- **PROVIDED ENTRIES**:
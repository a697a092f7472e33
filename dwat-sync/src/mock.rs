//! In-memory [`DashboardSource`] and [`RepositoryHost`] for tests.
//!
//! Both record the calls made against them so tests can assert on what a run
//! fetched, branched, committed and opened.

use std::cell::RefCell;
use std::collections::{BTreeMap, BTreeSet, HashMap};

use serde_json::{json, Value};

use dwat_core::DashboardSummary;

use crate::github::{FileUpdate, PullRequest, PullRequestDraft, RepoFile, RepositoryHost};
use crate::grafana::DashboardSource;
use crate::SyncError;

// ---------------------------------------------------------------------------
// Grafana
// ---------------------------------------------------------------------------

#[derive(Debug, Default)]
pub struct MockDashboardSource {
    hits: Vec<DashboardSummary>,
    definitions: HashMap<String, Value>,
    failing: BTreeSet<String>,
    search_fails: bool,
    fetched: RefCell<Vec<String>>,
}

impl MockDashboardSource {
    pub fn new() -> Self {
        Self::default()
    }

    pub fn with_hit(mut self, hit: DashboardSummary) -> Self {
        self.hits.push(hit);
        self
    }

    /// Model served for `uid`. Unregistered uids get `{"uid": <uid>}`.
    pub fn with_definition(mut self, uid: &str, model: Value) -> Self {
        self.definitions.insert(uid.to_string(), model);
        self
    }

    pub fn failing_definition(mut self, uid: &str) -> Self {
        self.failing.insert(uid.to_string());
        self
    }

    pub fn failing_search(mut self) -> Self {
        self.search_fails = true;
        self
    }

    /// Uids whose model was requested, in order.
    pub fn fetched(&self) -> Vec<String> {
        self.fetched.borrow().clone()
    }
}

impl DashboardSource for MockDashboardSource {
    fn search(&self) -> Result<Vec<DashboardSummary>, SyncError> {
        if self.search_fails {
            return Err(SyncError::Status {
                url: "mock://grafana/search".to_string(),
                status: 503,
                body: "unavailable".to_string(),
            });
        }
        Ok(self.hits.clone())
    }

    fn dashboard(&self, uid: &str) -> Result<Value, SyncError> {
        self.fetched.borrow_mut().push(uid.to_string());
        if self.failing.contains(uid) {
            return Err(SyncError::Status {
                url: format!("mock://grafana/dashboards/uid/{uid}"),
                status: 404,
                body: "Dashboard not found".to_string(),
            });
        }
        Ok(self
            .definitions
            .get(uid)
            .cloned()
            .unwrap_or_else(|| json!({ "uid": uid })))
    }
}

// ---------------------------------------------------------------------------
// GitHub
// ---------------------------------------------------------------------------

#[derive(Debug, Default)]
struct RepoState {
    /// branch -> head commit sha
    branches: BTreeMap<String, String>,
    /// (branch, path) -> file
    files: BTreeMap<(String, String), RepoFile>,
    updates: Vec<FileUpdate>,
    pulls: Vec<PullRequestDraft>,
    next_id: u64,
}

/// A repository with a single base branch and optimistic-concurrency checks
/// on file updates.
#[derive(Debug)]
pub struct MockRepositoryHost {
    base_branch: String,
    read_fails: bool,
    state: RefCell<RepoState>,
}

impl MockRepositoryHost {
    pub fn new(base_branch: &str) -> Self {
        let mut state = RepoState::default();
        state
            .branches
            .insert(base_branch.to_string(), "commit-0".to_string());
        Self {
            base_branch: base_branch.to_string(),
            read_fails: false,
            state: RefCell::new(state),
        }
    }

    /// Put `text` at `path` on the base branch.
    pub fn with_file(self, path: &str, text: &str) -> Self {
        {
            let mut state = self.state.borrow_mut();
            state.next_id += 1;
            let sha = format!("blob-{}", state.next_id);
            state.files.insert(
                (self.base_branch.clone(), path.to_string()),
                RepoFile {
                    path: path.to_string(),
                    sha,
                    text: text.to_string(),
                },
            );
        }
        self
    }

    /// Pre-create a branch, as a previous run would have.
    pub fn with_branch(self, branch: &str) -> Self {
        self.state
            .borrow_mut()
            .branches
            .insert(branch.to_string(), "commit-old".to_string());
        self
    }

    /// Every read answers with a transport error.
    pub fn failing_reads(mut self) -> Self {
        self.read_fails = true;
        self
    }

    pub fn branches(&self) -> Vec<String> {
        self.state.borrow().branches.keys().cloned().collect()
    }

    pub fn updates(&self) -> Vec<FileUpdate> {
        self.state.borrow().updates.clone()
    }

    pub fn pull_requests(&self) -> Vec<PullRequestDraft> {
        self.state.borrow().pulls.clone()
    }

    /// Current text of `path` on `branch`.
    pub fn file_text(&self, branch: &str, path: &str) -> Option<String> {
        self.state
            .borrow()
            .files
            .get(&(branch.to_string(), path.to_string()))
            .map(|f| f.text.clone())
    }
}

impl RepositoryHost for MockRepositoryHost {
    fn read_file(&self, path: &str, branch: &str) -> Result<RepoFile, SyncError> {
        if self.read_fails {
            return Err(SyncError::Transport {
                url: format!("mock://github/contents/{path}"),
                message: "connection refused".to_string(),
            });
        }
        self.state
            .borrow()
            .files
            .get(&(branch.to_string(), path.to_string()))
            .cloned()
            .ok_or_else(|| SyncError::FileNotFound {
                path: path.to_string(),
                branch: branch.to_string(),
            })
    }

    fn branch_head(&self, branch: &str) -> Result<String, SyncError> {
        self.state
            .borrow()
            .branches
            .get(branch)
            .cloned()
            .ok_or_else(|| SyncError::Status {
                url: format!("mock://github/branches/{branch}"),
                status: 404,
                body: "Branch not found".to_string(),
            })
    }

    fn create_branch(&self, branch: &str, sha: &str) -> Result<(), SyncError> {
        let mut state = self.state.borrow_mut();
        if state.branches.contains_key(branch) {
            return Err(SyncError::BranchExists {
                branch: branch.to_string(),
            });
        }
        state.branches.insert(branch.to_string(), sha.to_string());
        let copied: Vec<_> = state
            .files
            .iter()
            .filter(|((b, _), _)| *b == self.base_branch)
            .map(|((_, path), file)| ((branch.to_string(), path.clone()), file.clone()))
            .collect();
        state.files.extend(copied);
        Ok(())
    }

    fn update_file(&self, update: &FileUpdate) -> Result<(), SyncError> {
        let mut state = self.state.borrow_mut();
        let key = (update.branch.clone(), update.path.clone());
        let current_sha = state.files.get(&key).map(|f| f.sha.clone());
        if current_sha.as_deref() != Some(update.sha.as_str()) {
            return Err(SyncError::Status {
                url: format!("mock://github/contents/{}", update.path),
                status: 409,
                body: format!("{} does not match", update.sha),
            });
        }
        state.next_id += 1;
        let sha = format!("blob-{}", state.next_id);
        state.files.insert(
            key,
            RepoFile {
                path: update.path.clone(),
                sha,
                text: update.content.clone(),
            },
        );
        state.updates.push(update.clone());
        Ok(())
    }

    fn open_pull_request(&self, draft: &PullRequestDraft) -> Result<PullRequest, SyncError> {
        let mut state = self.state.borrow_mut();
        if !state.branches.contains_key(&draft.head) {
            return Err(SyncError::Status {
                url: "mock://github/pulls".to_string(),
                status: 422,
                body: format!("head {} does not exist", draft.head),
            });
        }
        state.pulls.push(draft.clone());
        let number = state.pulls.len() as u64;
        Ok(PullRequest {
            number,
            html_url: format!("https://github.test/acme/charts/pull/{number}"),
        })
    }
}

---

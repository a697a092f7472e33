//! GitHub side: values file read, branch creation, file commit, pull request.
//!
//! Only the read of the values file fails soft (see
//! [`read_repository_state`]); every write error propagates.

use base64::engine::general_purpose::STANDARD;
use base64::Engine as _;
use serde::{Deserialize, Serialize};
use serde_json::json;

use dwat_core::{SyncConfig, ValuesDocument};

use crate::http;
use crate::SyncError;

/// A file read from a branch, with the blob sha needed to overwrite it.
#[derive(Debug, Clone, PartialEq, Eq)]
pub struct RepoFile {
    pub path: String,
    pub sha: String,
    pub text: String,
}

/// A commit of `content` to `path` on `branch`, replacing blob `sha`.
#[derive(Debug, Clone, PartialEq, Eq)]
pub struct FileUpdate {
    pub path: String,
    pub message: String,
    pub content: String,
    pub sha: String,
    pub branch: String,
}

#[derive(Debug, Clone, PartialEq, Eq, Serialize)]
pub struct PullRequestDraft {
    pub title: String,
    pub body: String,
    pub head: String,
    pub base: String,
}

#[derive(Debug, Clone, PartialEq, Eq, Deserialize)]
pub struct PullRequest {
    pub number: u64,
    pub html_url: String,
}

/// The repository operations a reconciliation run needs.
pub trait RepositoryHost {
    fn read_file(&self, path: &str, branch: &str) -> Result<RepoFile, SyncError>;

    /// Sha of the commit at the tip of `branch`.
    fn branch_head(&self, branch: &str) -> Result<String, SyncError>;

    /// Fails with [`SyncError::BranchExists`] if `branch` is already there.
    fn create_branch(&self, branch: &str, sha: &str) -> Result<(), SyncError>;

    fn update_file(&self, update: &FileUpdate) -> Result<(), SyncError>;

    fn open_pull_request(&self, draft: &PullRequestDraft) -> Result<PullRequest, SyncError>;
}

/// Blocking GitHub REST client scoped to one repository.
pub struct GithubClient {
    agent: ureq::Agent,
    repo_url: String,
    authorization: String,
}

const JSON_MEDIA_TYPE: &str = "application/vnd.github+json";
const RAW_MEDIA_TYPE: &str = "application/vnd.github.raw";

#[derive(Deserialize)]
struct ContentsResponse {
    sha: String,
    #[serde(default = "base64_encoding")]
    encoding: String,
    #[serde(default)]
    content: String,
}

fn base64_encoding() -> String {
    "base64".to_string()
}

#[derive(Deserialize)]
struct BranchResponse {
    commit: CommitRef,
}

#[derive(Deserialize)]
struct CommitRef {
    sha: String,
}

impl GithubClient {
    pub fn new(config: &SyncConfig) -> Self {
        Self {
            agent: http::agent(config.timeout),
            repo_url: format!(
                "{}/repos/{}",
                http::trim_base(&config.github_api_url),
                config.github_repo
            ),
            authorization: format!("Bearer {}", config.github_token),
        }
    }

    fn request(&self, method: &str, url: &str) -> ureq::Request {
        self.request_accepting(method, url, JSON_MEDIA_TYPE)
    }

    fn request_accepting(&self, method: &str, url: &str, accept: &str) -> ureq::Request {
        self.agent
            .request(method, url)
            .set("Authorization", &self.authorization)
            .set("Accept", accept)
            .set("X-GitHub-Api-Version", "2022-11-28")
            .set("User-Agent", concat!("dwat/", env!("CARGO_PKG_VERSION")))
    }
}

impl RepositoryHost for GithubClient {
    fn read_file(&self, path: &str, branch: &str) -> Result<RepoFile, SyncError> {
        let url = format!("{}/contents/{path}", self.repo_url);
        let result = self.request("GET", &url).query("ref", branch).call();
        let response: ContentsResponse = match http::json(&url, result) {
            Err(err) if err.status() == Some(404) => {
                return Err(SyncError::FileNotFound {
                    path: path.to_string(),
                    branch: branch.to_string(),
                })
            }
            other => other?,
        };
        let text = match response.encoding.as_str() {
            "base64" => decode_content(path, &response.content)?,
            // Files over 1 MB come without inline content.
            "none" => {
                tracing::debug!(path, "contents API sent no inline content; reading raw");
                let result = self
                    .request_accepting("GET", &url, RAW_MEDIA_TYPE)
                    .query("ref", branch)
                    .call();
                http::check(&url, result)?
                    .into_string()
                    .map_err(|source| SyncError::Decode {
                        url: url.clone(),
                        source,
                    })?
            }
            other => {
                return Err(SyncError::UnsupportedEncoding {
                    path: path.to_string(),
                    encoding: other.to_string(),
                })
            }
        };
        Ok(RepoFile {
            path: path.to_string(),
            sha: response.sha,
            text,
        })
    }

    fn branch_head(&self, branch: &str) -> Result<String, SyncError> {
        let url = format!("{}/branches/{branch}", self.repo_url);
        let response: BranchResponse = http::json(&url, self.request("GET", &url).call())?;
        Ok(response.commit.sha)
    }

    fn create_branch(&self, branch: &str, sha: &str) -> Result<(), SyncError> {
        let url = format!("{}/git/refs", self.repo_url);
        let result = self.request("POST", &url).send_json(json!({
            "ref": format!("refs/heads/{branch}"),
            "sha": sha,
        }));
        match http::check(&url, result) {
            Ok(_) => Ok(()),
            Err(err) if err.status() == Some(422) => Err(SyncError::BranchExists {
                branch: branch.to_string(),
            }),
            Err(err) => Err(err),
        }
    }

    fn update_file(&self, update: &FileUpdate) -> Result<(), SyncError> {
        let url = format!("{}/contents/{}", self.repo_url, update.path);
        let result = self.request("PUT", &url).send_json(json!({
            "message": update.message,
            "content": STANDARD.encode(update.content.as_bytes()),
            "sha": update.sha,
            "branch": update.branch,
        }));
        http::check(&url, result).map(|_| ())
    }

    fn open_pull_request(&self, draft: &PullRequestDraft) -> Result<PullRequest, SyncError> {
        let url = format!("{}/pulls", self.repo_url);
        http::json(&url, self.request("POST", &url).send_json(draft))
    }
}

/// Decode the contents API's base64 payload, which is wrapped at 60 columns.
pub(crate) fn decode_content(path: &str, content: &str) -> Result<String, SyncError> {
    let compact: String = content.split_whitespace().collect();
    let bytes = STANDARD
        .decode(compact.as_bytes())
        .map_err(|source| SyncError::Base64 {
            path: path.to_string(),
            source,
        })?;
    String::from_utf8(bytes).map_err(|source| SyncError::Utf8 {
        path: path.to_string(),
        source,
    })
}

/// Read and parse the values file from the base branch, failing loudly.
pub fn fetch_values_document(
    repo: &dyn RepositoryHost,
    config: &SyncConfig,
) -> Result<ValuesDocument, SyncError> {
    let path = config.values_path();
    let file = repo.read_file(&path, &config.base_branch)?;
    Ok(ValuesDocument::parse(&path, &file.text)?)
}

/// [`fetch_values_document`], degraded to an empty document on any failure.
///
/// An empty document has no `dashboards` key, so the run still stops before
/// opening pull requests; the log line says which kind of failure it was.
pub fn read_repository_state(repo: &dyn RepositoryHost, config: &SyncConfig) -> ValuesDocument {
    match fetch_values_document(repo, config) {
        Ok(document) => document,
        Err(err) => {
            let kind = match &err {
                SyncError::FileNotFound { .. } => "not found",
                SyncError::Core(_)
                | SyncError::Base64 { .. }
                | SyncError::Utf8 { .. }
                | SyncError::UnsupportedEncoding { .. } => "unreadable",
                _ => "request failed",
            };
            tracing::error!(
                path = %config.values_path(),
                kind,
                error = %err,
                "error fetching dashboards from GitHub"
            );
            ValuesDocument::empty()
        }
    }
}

- **WHAT THE EXERCISE ASKS**: Where does "ureq" appear in the listing? Show every line that has it.

- **RESULT OF THE EXERCISE**:
    agent: ureq::Agent,
    fn request(&self, method: &str, url: &str) -> ureq::Request {
    fn request_accepting(&self, method: &str, url: &str, accept: &str) -> ureq::Request {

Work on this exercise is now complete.